• [TASK REQUIREMENTS]
Return a copy of every line in the data below that contains "derive".

(Collected data entries)

--------------------------------

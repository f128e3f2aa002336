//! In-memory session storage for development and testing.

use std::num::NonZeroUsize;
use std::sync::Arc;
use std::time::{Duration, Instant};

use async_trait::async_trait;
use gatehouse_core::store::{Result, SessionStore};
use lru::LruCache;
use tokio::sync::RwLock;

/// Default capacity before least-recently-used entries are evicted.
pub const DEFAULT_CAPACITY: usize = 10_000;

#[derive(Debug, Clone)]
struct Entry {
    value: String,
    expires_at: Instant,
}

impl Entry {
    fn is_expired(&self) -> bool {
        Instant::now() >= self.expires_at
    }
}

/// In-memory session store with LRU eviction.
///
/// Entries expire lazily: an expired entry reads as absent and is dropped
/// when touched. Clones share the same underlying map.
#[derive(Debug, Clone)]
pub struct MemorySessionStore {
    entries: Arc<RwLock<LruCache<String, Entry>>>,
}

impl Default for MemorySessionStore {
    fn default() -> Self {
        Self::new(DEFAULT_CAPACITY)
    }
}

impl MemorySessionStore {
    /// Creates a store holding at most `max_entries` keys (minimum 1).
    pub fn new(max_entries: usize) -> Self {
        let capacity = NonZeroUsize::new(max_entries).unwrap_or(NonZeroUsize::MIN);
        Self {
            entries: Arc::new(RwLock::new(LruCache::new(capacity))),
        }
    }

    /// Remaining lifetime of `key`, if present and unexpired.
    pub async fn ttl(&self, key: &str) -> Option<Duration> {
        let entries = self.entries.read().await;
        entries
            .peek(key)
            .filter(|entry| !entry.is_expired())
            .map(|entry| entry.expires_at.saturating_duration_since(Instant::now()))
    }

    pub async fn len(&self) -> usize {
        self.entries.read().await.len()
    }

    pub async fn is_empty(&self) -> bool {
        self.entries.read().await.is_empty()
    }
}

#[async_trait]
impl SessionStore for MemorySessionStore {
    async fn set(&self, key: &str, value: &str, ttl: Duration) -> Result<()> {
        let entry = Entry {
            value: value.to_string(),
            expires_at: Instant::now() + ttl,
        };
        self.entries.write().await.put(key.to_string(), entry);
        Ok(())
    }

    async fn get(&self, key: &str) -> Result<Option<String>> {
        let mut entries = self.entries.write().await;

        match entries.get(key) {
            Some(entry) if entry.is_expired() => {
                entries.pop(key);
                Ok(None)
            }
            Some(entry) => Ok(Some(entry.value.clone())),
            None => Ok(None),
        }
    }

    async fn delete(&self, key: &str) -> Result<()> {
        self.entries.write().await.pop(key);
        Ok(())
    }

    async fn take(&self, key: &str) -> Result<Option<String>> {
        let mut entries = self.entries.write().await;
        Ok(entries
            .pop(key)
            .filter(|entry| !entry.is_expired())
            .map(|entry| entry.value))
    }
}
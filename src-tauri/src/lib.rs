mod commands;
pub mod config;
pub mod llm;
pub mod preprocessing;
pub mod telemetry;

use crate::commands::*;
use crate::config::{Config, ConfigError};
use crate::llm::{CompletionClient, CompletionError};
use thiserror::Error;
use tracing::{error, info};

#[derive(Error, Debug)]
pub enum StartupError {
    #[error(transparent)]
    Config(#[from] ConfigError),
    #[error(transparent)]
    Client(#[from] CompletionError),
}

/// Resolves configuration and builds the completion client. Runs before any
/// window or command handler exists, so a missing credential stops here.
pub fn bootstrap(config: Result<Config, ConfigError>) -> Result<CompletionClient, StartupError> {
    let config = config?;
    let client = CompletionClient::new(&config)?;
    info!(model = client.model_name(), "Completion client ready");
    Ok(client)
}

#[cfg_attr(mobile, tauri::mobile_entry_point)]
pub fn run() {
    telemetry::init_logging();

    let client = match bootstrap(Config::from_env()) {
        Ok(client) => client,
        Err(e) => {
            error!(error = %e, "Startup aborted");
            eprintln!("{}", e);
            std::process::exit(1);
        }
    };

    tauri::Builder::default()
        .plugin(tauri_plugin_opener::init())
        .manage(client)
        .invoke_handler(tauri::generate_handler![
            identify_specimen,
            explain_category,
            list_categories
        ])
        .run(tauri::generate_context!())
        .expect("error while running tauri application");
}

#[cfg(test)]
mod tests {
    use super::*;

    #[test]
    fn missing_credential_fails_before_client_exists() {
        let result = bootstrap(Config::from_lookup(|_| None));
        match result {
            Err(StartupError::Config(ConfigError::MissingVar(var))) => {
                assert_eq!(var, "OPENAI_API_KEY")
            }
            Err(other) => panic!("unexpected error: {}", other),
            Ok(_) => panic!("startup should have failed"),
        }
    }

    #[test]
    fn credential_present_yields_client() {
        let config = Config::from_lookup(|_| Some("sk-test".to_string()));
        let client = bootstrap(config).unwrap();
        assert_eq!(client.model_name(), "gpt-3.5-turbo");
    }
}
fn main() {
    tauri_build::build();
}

--------------------------------

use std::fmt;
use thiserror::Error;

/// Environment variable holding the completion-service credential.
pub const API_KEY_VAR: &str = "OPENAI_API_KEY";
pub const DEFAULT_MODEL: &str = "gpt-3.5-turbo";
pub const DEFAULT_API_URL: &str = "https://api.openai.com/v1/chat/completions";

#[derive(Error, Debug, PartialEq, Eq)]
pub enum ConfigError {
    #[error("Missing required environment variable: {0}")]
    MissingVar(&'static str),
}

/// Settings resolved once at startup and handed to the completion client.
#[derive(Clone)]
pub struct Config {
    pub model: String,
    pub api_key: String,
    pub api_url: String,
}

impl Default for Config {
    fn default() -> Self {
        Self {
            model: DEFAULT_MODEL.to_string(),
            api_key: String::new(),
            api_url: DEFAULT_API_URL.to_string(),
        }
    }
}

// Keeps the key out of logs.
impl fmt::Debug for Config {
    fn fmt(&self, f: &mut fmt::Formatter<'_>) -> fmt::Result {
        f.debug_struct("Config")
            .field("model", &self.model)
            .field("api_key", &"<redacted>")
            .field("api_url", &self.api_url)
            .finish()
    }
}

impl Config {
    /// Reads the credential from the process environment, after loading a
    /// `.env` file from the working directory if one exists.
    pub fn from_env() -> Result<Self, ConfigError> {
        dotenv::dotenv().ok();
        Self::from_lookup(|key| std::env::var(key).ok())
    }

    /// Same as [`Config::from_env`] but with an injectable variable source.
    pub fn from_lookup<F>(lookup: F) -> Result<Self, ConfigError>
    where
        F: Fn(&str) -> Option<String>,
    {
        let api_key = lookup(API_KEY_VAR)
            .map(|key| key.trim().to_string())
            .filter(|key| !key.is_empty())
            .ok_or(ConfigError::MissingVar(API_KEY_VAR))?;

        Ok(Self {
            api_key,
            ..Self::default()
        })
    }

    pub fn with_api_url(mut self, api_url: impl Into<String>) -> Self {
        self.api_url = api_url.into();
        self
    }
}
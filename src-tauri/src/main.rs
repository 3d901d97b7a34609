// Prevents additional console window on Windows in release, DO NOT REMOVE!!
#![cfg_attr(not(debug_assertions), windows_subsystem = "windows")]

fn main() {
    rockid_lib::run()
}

--------------------------------

• [EXERCISE RESPONSE]
#[derive(Debug, Clone)]
#[derive(Debug, Clone)]
#[derive(Error, Debug)]
#[derive(Error, Debug, PartialEq, Eq)]
#[derive(Clone)]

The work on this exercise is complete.